El Niño events are a phenomena of natural climate variability with severe and global societal and environmental impacts. 

The impacts of these events include droughts and heatwaves in Indonesia and Australia, resulting in reduced food security and an increased risk of wildfires, and intense rainfall in Ecuador and Peru, leading to increased risk of major flooding and landslides. Within the ocean, warmer surface waters during El Niño events result in reduced fish stocks in the fishery zones of coastal South America and increase the potential for an intensity of tropical cyclones, particularly in the eastern North Pacific.

Besides these impacts in and around the Pacific Ocean, El Niño has other, far-reaching impacts on seasonal precipitation and temperature patterns in many areas of the globe via teleconnections. For instance, the 2015/2016 El Niño event had severe impacts in Eastern and Southern Africa, including the worst drought seen in 50 years for some regions in Ethiopia and heightened food insecurity in Sudan.

This nexus brief* explains the phenomenon of the El Niño–Southern Oscillation (ENSO) and details in particular the 2015/2016 El Niño event, which faded out in May 2016, but has impacts and effects on environmental and societal systems that will extend well into 2017. 

*Download the full text from the right-hand column. Key messages from the brief are provided below.


Figure 1 from page 3 of the brief: Schematic representation of relative ocean temperatures and atmospheric circulation in the tropical Pacific during normal conditions (top) and El Niño (bottom) variations. This regular weakening of equatorial trade winds causes changes of ocean temperatures and atmospheric circulation patterns in and over the Pacific Ocean, impacting regional and global rainfall and weather patterns. Copyright: Australian Bureau of Meteorology. Source: International Research Institute for Climate and Society, Columbia University, 2014.

Key Messages

  • El Niño events are natural variations of the circulation pattern in and over the Pacific Ocean, with strong impacts on the meteorological conditions on a global level.

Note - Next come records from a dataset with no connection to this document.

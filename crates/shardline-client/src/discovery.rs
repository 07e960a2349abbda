//! Topology discovery
//!
//! Discovery is pull-based: every known node and every seed is asked for
//! its view of the cluster, and the answers are merged into a candidate
//! [`ClusterView`]. The merge is deterministic:
//!
//! - the node set is the union of responders and the peers they report
//! - for each partition the highest ownership generation wins, exact ties go
//!   to the lowest reporting node id
//! - the previous view's entry competes for every partition that is still
//!   reported, so a lagging responder can never roll an entry back
//! - a known node that does not answer is kept as [`NodeStatus::Suspect`]
//!   unless the responders' peer lists show the cluster has dropped it

use crate::config::ConfigStore;
use crate::error::DiscoveryError;
use crate::node::{Node, NodeId, NodeInfo, NodeStatus, TlsHandle};
use crate::transport::{TopologyReport, Transport};
use crate::view::{ClusterView, PartitionEntry, PartitionId, PartitionMap};
use async_trait::async_trait;
use std::collections::{BTreeMap, BTreeSet, HashSet};
use std::sync::Arc;
use tokio::time::timeout;
use tracing::{debug, trace};

/// Source of candidate cluster views
#[async_trait]
pub trait ViewSource: Send + Sync + 'static {
    /// Build a new candidate view; the caller publishes it
    async fn refresh(
        &self,
        known: &[Node],
        seeds: &[String],
        previous: &ClusterView,
    ) -> Result<ClusterView, DiscoveryError>;
}

/// Pull/merge discovery over a [`Transport`]
pub struct PollingDiscovery<T: Transport> {
    transport: Arc<T>,
    tls: Option<TlsHandle>,
    config: Arc<ConfigStore>,
}

impl<T: Transport> std::fmt::Debug for PollingDiscovery<T> {
    fn fmt(&self, f: &mut std::fmt::Formatter<'_>) -> std::fmt::Result {
        f.debug_struct("PollingDiscovery")
            .field("tls", &self.tls)
            .finish_non_exhaustive()
    }
}

impl<T: Transport> PollingDiscovery<T> {
    pub fn new(transport: Arc<T>, tls: Option<TlsHandle>, config: Arc<ConfigStore>) -> Self {
        Self {
            transport,
            tls,
            config,
        }
    }
}

#[async_trait]
impl<T: Transport> ViewSource for PollingDiscovery<T> {
    async fn refresh(
        &self,
        known: &[Node],
        seeds: &[String],
        previous: &ClusterView,
    ) -> Result<ClusterView, DiscoveryError> {
        let query_timeout = self.config.load().discovery.query_timeout;

        // Known nodes first, then seeds not already covered by a known address
        let known_addrs: HashSet<&str> = known.iter().map(|n| n.addr()).collect();
        let targets: Vec<&str> = known
            .iter()
            .map(|n| n.addr())
            .chain(
                seeds
                    .iter()
                    .map(String::as_str)
                    .filter(|addr| !known_addrs.contains(addr)),
            )
            .collect();
        if targets.is_empty() {
            return Err(DiscoveryError::NothingToQuery);
        }

        let queries = targets.iter().map(|addr| async move {
            match timeout(
                query_timeout,
                self.transport.fetch_topology(addr, self.tls.as_ref()),
            )
            .await
            {
                Ok(Ok(report)) => Some(report),
                Ok(Err(err)) => {
                    debug!(addr = %addr, error = %err, "Topology query failed");
                    None
                }
                Err(_) => {
                    debug!(addr = %addr, "Topology query timed out");
                    None
                }
            }
        });
        let reports: Vec<TopologyReport> = futures::future::join_all(queries)
            .await
            .into_iter()
            .flatten()
            .collect();

        if reports.is_empty() {
            return Err(DiscoveryError::NoResponders {
                queried: targets.len(),
            });
        }
        trace!(queried = targets.len(), answered = reports.len(), "Merging topology reports");
        Ok(merge_reports(previous, known, &reports, self.tls.as_ref()))
    }
}

/// Merge topology reports into a candidate view
pub fn merge_reports(
    previous: &ClusterView,
    known: &[Node],
    reports: &[TopologyReport],
    tls: Option<&TlsHandle>,
) -> ClusterView {
    let responders: BTreeSet<NodeId> = reports.iter().map(|r| r.reporter.id).collect();

    // Peers first, then each reporter's own description, which wins
    let mut infos: BTreeMap<NodeId, NodeInfo> = BTreeMap::new();
    for report in reports {
        for peer in &report.peers {
            infos.entry(peer.id).or_insert_with(|| peer.clone());
        }
    }
    for report in reports {
        infos.insert(report.reporter.id, report.reporter.clone());
    }

    let any_peer_list = reports.iter().any(|r| !r.peers.is_empty());
    let mut nodes: BTreeMap<NodeId, Node> = infos
        .into_iter()
        .map(|(id, info)| {
            let status = if responders.contains(&id) {
                NodeStatus::Active
            } else if known.iter().any(|k| k.id() == id) {
                // Listed by a peer but did not answer itself
                NodeStatus::Suspect
            } else {
                NodeStatus::Active
            };
            (id, Node::new(info, tls.cloned()).with_status(status))
        })
        .collect();

    for node in known {
        if nodes.contains_key(&node.id()) || any_peer_list {
            continue;
        }
        nodes.insert(
            node.id(),
            node.clone().with_status(NodeStatus::Suspect),
        );
    }

    ClusterView::new(nodes.into_values(), merge_partitions(previous, reports))
}

fn merge_partitions(previous: &ClusterView, reports: &[TopologyReport]) -> PartitionMap {
    let partition_count = reports
        .iter()
        .map(|r| r.partition_count)
        .max()
        .filter(|c| *c > 0)
        .unwrap_or_else(|| previous.partitions().partition_count());

    let reported: BTreeSet<PartitionId> = reports
        .iter()
        .flat_map(|r| r.partitions.iter().map(|p| p.partition))
        .collect();

    let mut best: BTreeMap<PartitionId, PartitionEntry> = BTreeMap::new();
    let mut offer = |partition: PartitionId, entry: PartitionEntry| {
        if partition_count > 0 && partition >= partition_count {
            return;
        }
        match best.get(&partition) {
            Some(current)
                if (current.generation, std::cmp::Reverse(current.source))
                    >= (entry.generation, std::cmp::Reverse(entry.source)) => {}
            _ => {
                best.insert(partition, entry);
            }
        }
    };

    for report in reports {
        for owned in &report.partitions {
            offer(
                owned.partition,
                PartitionEntry {
                    replicas: owned.replicas.clone(),
                    generation: owned.generation,
                    source: report.reporter.id,
                },
            );
        }
    }
    for partition in reported {
        if let Some(prev) = previous.partitions().get(partition) {
            offer(partition, prev.clone());
        }
    }

    let mut map = PartitionMap::new(partition_count);
    for (partition, entry) in best {
        map.insert(partition, entry);
    }
    map.bump_generation(previous.partitions().generation());
    map
}
use crate::error::GalleryError;
use axum::Json;
use axum::extract::State;
use sbox_storage::Storage;

/// `GET /api/images`: sorted names of the pictures currently stored.
pub(crate) async fn list_images(
    State(storage): State<Storage>,
) -> Result<Json<Vec<String>>, GalleryError> {
    Ok(Json(storage.list_images().await?))
}
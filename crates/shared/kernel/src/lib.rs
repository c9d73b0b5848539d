//! Kernel utilities shared across slices.
//! Keep this crate lightweight: configuration loading, the shared server state,
//! and system routes that every deployment exposes.
//!
//! ## Config loading
//! ```rust,no_run
//! use sbox_kernel::config::load_config;
//! use sbox_kernel::domain::config::AppConfig;
//!
//! let cfg: AppConfig = load_config(None::<&str>).unwrap();
//! println!("listening on port {}", cfg.server.port);
//! ```
pub mod config;
#[cfg(feature = "server")]
pub mod server;

pub use sbox_domain as domain;
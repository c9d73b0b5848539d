//! Turns an untrusted client filename into a safe, bounded, non-colliding path.
//!
//! The pipeline is strictly ordered:
//! 1. sanitize (basename, NUL bytes, leading dots/spaces, default name),
//! 2. length bound (stem truncated, extension preserved),
//! 3. extension policy (after sanitization so case and path tricks cannot bypass it),
//! 4. collision avoidance (`name.ext`, `name_1.ext`, ...),
//! 5. canonical containment under the storage root.

use crate::error::StorageError;
use crate::security;
use sbox_domain::policy::{UploadPolicy, split_extension};
use std::borrow::Cow;
use std::path::{Path, PathBuf};

/// A filename that passed sanitization, length bounding and the extension policy.
#[derive(Debug, Clone, PartialEq, Eq)]
pub struct SanitizedName {
    stem: String,
    extension: String,
}

impl SanitizedName {
    #[must_use]
    pub fn stem(&self) -> &str {
        &self.stem
    }

    /// Extension as supplied by the client (original case, no dot).
    #[must_use]
    pub fn extension(&self) -> &str {
        &self.extension
    }
}

/// The outcome of a (check-then-act) resolution against the current directory state.
#[derive(Debug, Clone, PartialEq, Eq)]
pub struct ResolvedUpload {
    pub filename: String,
    pub path: PathBuf,
    pub name: SanitizedName,
    /// `0` for the plain name, `n` for the `_n` suffix.
    pub attempt: u32,
}

/// Resolves upload filenames against a canonical storage root.
#[derive(Debug, Clone, Copy)]
pub struct FilenameResolver<'a> {
    root: &'a Path,
    policy: &'a UploadPolicy,
}

impl<'a> FilenameResolver<'a> {
    /// `root` must already be canonical (see [`crate::Storage`]).
    #[must_use]
    pub const fn new(root: &'a Path, policy: &'a UploadPolicy) -> Self {
        Self { root, policy }
    }

    /// Steps 1-3: sanitize, bound and check the extension.
    ///
    /// # Errors
    /// [`StorageError::DisallowedFileType`] if the sanitized name has no allowed extension.
    pub fn sanitize(&self, raw: &str) -> Result<SanitizedName, StorageError> {
        let cleaned = sanitize_filename(raw, &self.policy.default_filename);
        let bounded = bound_length(&cleaned, self.policy.max_filename_length);

        match split_extension(&bounded) {
            (stem, Some(ext)) if !stem.is_empty() && self.policy.allows_extension(ext) => {
                Ok(SanitizedName { stem: stem.to_owned(), extension: ext.to_owned() })
            },
            _ => Err(StorageError::DisallowedFileType {
                message: bounded.to_string().into(),
                context: Some("Only image uploads are accepted".into()),
            }),
        }
    }

    /// The filename for a given collision attempt, always within the length bound.
    #[must_use]
    pub fn candidate(&self, name: &SanitizedName, attempt: u32) -> String {
        let suffix = if attempt == 0 {
            format!(".{}", name.extension)
        } else {
            format!("_{attempt}.{}", name.extension)
        };
        let budget = self.policy.max_filename_length.saturating_sub(suffix.len());
        format!("{}{suffix}", truncate_bytes(&name.stem, budget))
    }

    /// Step 5: canonical containment of a candidate filename.
    ///
    /// # Errors
    /// [`StorageError::PathTraversalAttempt`] if the path escapes the root.
    pub fn locate(&self, filename: &str) -> Result<PathBuf, StorageError> {
        let path = security::resolve_path(self.root, filename)?;
        if path.parent() == Some(self.root) {
            Ok(path)
        } else {
            Err(StorageError::PathTraversalAttempt {
                message: filename.to_owned().into(),
                context: Some("Upload must land directly in the storage root".into()),
            })
        }
    }

    /// Full check-then-act resolution against the current directory contents.
    ///
    /// The returned path did not exist at the time of the call; [`crate::Storage::store`]
    /// re-validates with an exclusive create.
    ///
    /// # Errors
    /// Sanitization and containment errors, or [`StorageError::TooManyCollisions`] once
    /// the attempt bound is exhausted.
    pub fn resolve(&self, raw: &str) -> Result<ResolvedUpload, StorageError> {
        let name = self.sanitize(raw)?;

        for attempt in 0..self.policy.max_collision_attempts {
            let filename = self.candidate(&name, attempt);
            if self.is_taken(&filename) {
                continue;
            }
            let path = self.locate(&filename)?;
            return Ok(ResolvedUpload { filename, path, name, attempt });
        }

        Err(self.exhausted(&name))
    }

    /// Any directory entry counts, including dangling symlinks.
    pub(crate) fn is_taken(&self, filename: &str) -> bool {
        self.root.join(filename).symlink_metadata().is_ok()
    }

    pub(crate) fn exhausted(&self, name: &SanitizedName) -> StorageError {
        StorageError::TooManyCollisions {
            message: self.candidate(name, 0).into(),
            context: Some(format!("{} attempts", self.policy.max_collision_attempts).into()),
        }
    }
}

/// Step 1: strips directories, NUL bytes and leading dots/spaces.
///
/// Both `/` and `\` count as separators regardless of platform.
#[must_use]
pub fn sanitize_filename(raw: &str, default: &str) -> String {
    let base = raw.rsplit(['/', '\\']).next().unwrap_or(raw);
    let without_nul: String = base.chars().filter(|&c| c != '\0').collect();
    let trimmed = without_nul.trim_start_matches(['.', ' ']);

    if trimmed.is_empty() { default.to_owned() } else { trimmed.to_owned() }
}

/// Step 2: keeps `name` within `max` bytes, cutting the stem and preserving the extension.
#[must_use]
pub fn bound_length(name: &str, max: usize) -> Cow<'_, str> {
    if name.len() <= max {
        return Cow::Borrowed(name);
    }
    match split_extension(name) {
        (stem, Some(ext)) if ext.len() + 1 < max => {
            let stem = truncate_bytes(stem, max - ext.len() - 1);
            Cow::Owned(format!("{stem}.{ext}"))
        },
        _ => Cow::Borrowed(truncate_bytes(name, max)),
    }
}

fn truncate_bytes(s: &str, max: usize) -> &str {
    if s.len() <= max {
        return s;
    }
    let mut end = max;
    while !s.is_char_boundary(end) {
        end -= 1;
    }
    &s[..end]
}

El Niño events cause intense rainfall over Ecuador and Peru, whereas at the same time unusually dry conditions prevail in Australia and Indonesia. In Eastern and southern Africa, El Niño induces droughts, while Central America and the Caribbean experience wet conditions.

  • El Niño events have happened regularly over the past thousands of years. The first major El Niño event of the 21st century took place in 2015/2016, and faded out in May 2016. It is unclear whether or not El Niño variations in general will intensify in the future with a warmer climate, but it is expected that El Niño-induced rainfall will intensify due to increased moisture availability.

  • El Niño events always have strong impacts on society. While direct meteorological consequences fade out after 12 to 18 months, secondary and tertiary impacts on food security and agricultural production extend into the following months and years, with cascading effects on livelihoods, health, water, sanitation, education and other sectors. The 2015/2016 El Niño affected over 60 million people globally.


Figure 2 from page 5 of the full report: Typical meteorological impacts of El Niño events for December to February (top) and June-August (bottom).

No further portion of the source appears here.